Open xduzhangjiayu opened 1 week ago
@xduzhangjiayu It doesn't support for DiT-based models right now, and I am planning to modify it in the next update. However, due to time constraints, I don't think I'll be able to do it for a while.
If you need to use it urgently, I recommend changing the AttnProcessor
to AttnProcessor2_0
, and then redefining the call method of the module that uses AttnProcessor
in DiT to override it.
@wooyeolBaek Thanks for the reply, I will try it, also look forward to your update!
Hi, Do you have any advice for this? For U-Net based model, we can use Q (image) * K (Text) to get attention score, but for DiT-based model, image and Text both have Q,K,V,so I'm very confused about this. Any suggestions would be appreciated, thanks!
@xduzhangjiayu As far as I know, since the image and text hidden states are concatenated for an attention operation, the resulting matrix can be viewed as performing self-attention and cross-attention simultaneously. The upper-left and bottom-right parts of the matrix represent self-attention, while the upper-right and bottom-left parts represent cross-attention. To obtain the attention map as used in Stable Diffusion 1, you can extract the upper-right attention map, where the image is used as the query and the text as the key.

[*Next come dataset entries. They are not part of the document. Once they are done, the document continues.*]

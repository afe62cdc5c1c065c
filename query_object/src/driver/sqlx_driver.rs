//! Blocking driver over sqlx's native MySQL, PostgreSQL and SQLite connections.
//!
//! Each driver owns a current-thread tokio runtime and blocks on it for every
//! call. It must not be used from inside another tokio runtime.
//!
//! Cells are decoded from the backend's own type information. Decimal,
//! date/time, uuid and json columns come back as `Value::Text`.

use super::{escape_literal, returns_rows, Driver, ExecOutcome, RawRow, Statement};
use crate::debug_log;
use crate::errors::{ConnectionError, DriverError};
use config::{DatabaseConfig, Dialect, DriverKind};
use sqlx::mysql::{MySqlConnection, MySqlQueryResult, MySqlRow};
use sqlx::postgres::{PgConnection, PgQueryResult, PgRow, PgValueFormat};
use sqlx::query::Query;
use sqlx::sqlite::{SqliteConnection, SqliteQueryResult, SqliteRow};
use sqlx::types::chrono::{DateTime, NaiveDate, NaiveDateTime, NaiveTime, Utc};
use sqlx::types::{Decimal, JsonValue, Uuid};
use sqlx::{
    Column, ColumnIndex, Connection, Database, Decode, Encode, Executor, Row, Type, TypeInfo,
    ValueRef,
};
use tokio::runtime::Runtime;
use type_mapping::{Value, WireType};

/// An open handle on one of the supported backends
enum Handle {
    MySql(MySqlConnection),
    Postgres(PgConnection),
    Sqlite(SqliteConnection),
}

/// Expand `$body` once per backend with `$conn` bound to the native
/// connection and, in the second form, `$db` naming the database type
macro_rules! on_handle {
    ($handle:expr, $conn:ident => $body:expr) => {
        match $handle {
            Handle::MySql($conn) => $body,
            Handle::Postgres($conn) => $body,
            Handle::Sqlite($conn) => $body,
        }
    };
    ($handle:expr, $conn:ident, $db:ident => $body:expr) => {
        match $handle {
            Handle::MySql($conn) => {
                type $db = sqlx::MySql;
                $body
            }
            Handle::Postgres($conn) => {
                type $db = sqlx::Postgres;
                $body
            }
            Handle::Sqlite($conn) => {
                type $db = sqlx::Sqlite;
                $body
            }
        }
    };
}

pub struct SqlxDriver {
    kind: DriverKind,
    dialect: Dialect,
    url: String,
    // declared before the runtime so it is dropped first
    connection: Option<Handle>,
    runtime: Runtime,
    last_insert_id: Option<i64>,
}

impl SqlxDriver {
    pub fn new(config: &DatabaseConfig) -> Result<Self, ConnectionError> {
        let url = config.connection_url()?;
        let runtime = tokio::runtime::Builder::new_current_thread()
            .enable_all()
            .build()
            .map_err(|e| ConnectionError::ConnectFailed(DriverError::new(e.to_string())))?;

        Ok(Self {
            kind: config.driver(),
            dialect: config.driver().dialect(),
            url,
            connection: None,
            runtime,
            last_insert_id: None,
        })
    }

    fn not_connected() -> DriverError {
        DriverError::new("no open database handle")
    }

    fn record_insert_id(&mut self, id: Option<i64>) {
        if id.is_some() {
            self.last_insert_id = id;
        }
    }
}

impl Driver for SqlxDriver {
    fn name(&self) -> &'static str {
        self.kind.as_str()
    }

    fn connect(&mut self) -> Result<(), DriverError> {
        debug_log!("Opening {} connection", self.kind);
        let url = self.url.as_str();
        let handle = match self.kind {
            DriverKind::Mysql | DriverKind::Mysqli => {
                Handle::MySql(self.runtime.block_on(MySqlConnection::connect(url))?)
            }
            DriverKind::Pgsql => {
                Handle::Postgres(self.runtime.block_on(PgConnection::connect(url))?)
            }
            DriverKind::Sqlite => {
                Handle::Sqlite(self.runtime.block_on(SqliteConnection::connect(url))?)
            }
        };
        self.connection = Some(handle);
        Ok(())
    }

    fn is_connected(&self) -> bool {
        self.connection.is_some()
    }

    fn prepare(&mut self, sql: &str) -> Result<Statement, DriverError> {
        let handle = self.connection.as_mut().ok_or_else(Self::not_connected)?;
        on_handle!(handle, conn => {
            self.runtime.block_on(conn.prepare(sql))?;
        });
        Ok(Statement::new(sql))
    }

    fn execute(&mut self, statement: Statement, fetch: bool) -> Result<ExecOutcome, DriverError> {
        let handle = self.connection.as_mut().ok_or_else(Self::not_connected)?;
        let runtime = &self.runtime;

        let (outcome, insert_id) = on_handle!(handle, conn, DB => {
            let query = build_query(sqlx::query::<DB>(statement.sql()), &statement);
            if fetch {
                let rows = runtime.block_on(query.fetch_all(&mut *conn))?;
                let rows = rows.iter().map(DecodeRow::decode_row).collect::<Result<Vec<_>, _>>()?;
                (ExecOutcome::Rows(rows), None)
            } else {
                let result = runtime.block_on(query.execute(&mut *conn))?;
                (ExecOutcome::Affected(result.rows_affected()), result.insert_id())
            }
        });

        self.record_insert_id(insert_id);
        Ok(outcome)
    }

    fn query(&mut self, sql: &str) -> Result<ExecOutcome, DriverError> {
        let handle = self.connection.as_mut().ok_or_else(Self::not_connected)?;
        let runtime = &self.runtime;

        let (outcome, insert_id) = on_handle!(handle, conn => {
            if returns_rows(sql) {
                let rows = runtime.block_on(sqlx::raw_sql(sql).fetch_all(&mut *conn))?;
                let rows = rows.iter().map(DecodeRow::decode_row).collect::<Result<Vec<_>, _>>()?;
                (ExecOutcome::Rows(rows), None)
            } else {
                let result = runtime.block_on(sqlx::raw_sql(sql).execute(&mut *conn))?;
                (ExecOutcome::Affected(result.rows_affected()), result.insert_id())
            }
        });

        self.record_insert_id(insert_id);
        Ok(outcome)
    }

    fn escape(&self, value: &str) -> String {
        escape_literal(self.dialect, value)
    }

    /// Id generated by the last insert. MySQL and SQLite report it natively;
    /// PostgreSQL has no connection-level insert id, so it stays `None` there.
    fn last_insert_id(&self) -> Option<i64> {
        self.last_insert_id
    }

    fn reset(&mut self) -> bool {
        self.close();
        match self.connect() {
            Ok(()) => true,
            Err(err) => {
                tracing::warn!("Failed to reopen {} connection: {}", self.kind, err);
                false
            }
        }
    }

    fn close(&mut self) -> bool {
        match self.connection.take() {
            Some(handle) => {
                debug_log!("Closing {} connection", self.kind);
                on_handle!(handle, conn => self.runtime.block_on(conn.close()).is_ok())
            }
            None => false,
        }
    }
}

impl Drop for SqlxDriver {
    fn drop(&mut self) {
        self.close();
    }
}

type BoundQuery<'q, DB> = Query<'q, DB, <DB as Database>::Arguments<'q>>;

fn build_query<'q, DB>(query: BoundQuery<'q, DB>, statement: &'q Statement) -> BoundQuery<'q, DB>
where
    DB: Database,
    i64: Encode<'q, DB> + Type<DB>,
    f64: Encode<'q, DB> + Type<DB>,
    bool: Encode<'q, DB> + Type<DB>,
    String: Encode<'q, DB> + Type<DB>,
    Option<String>: Encode<'q, DB> + Type<DB>,
{
    statement
        .bindings()
        .iter()
        .fold(query, |query, (value, wire_type)| bind_value(query, value, *wire_type))
}

fn bind_value<'q, DB>(
    query: BoundQuery<'q, DB>,
    value: &Value,
    wire_type: WireType,
) -> BoundQuery<'q, DB>
where
    DB: Database,
    i64: Encode<'q, DB> + Type<DB>,
    f64: Encode<'q, DB> + Type<DB>,
    bool: Encode<'q, DB> + Type<DB>,
    String: Encode<'q, DB> + Type<DB>,
    Option<String>: Encode<'q, DB> + Type<DB>,
{
    if value.is_null() {
        return query.bind(None::<String>);
    }
    match wire_type {
        WireType::Integer => match value.as_i64() {
            Some(i) => query.bind(i),
            None => query.bind(value.to_string()),
        },
        WireType::Float => match value.as_f64() {
            Some(f) => query.bind(f),
            None => query.bind(value.to_string()),
        },
        WireType::Boolean => match value.as_bool() {
            Some(b) => query.bind(b),
            None => query.bind(value.to_string()),
        },
        WireType::Text => query.bind(value.to_string()),
    }
}
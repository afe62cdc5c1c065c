/// Aggregate terminal operations of the builder
#[derive(Debug, Clone, Copy, PartialEq, Eq)]
pub enum AggregateFunction {
    Count,
    Sum,
    Avg,
    Min,
    Max,
}

impl AggregateFunction {
    pub fn to_sql(&self) -> &'static str {
        match self {
            AggregateFunction::Count => "COUNT",
            AggregateFunction::Sum => "SUM",
            AggregateFunction::Avg => "AVG",
            AggregateFunction::Min => "MIN",
            AggregateFunction::Max => "MAX",
        }
    }
}

/// Alias every aggregate query projects its result under
pub const AGGREGATE_ALIAS: &str = "aggregate";

/// One projected item of a SELECT
#[derive(Debug, Clone, PartialEq)]
pub enum SelectField {
    All,
    /// `name`, `table.name` or `table.*`
    Field(String),
    FieldWithAlias { field: String, alias: String },
    /// `field` is `None` for `COUNT(*)`
    Aggregate {
        function: AggregateFunction,
        field: Option<String>,
        alias: Option<String>,
    },
}

impl SelectField {
    /// `*` selects everything, anything else names a column
    pub fn field(field: impl Into<String>) -> Self {
        let field = field.into();
        if field.trim() == "*" {
            SelectField::All
        } else {
            SelectField::Field(field)
        }
    }

    pub fn field_as(field: impl Into<String>, alias: impl Into<String>) -> Self {
        SelectField::FieldWithAlias {
            field: field.into(),
            alias: alias.into(),
        }
    }

    /// Aggregate projected under `aggregate`; a `*` column counts rows
    pub fn aggregate(function: AggregateFunction, field: &str) -> Self {
        let field = match field.trim() {
            "*" => None,
            other => Some(other.to_string()),
        };
        SelectField::Aggregate {
            function,
            field,
            alias: Some(AGGREGATE_ALIAS.to_string()),
        }
    }

    pub fn count_all() -> Self {
        Self::aggregate(AggregateFunction::Count, "*")
    }
}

@wooyeolBaek Many thanks for the advice, I have tried your method and it seems works!
@xduzhangjiayu I'm glad it worked well! I've also added features to make it compatible with SD3 and support batch operations, and I've also refactored it for more intuitive application, so feel free to refer to it if needed.
@wooyeolBaek Thanks for your notice and this awesome project !
Hi, Thanks for the excellent work! Will this project support Attention map visualization for DiT-based (SD3, FLUX...) model?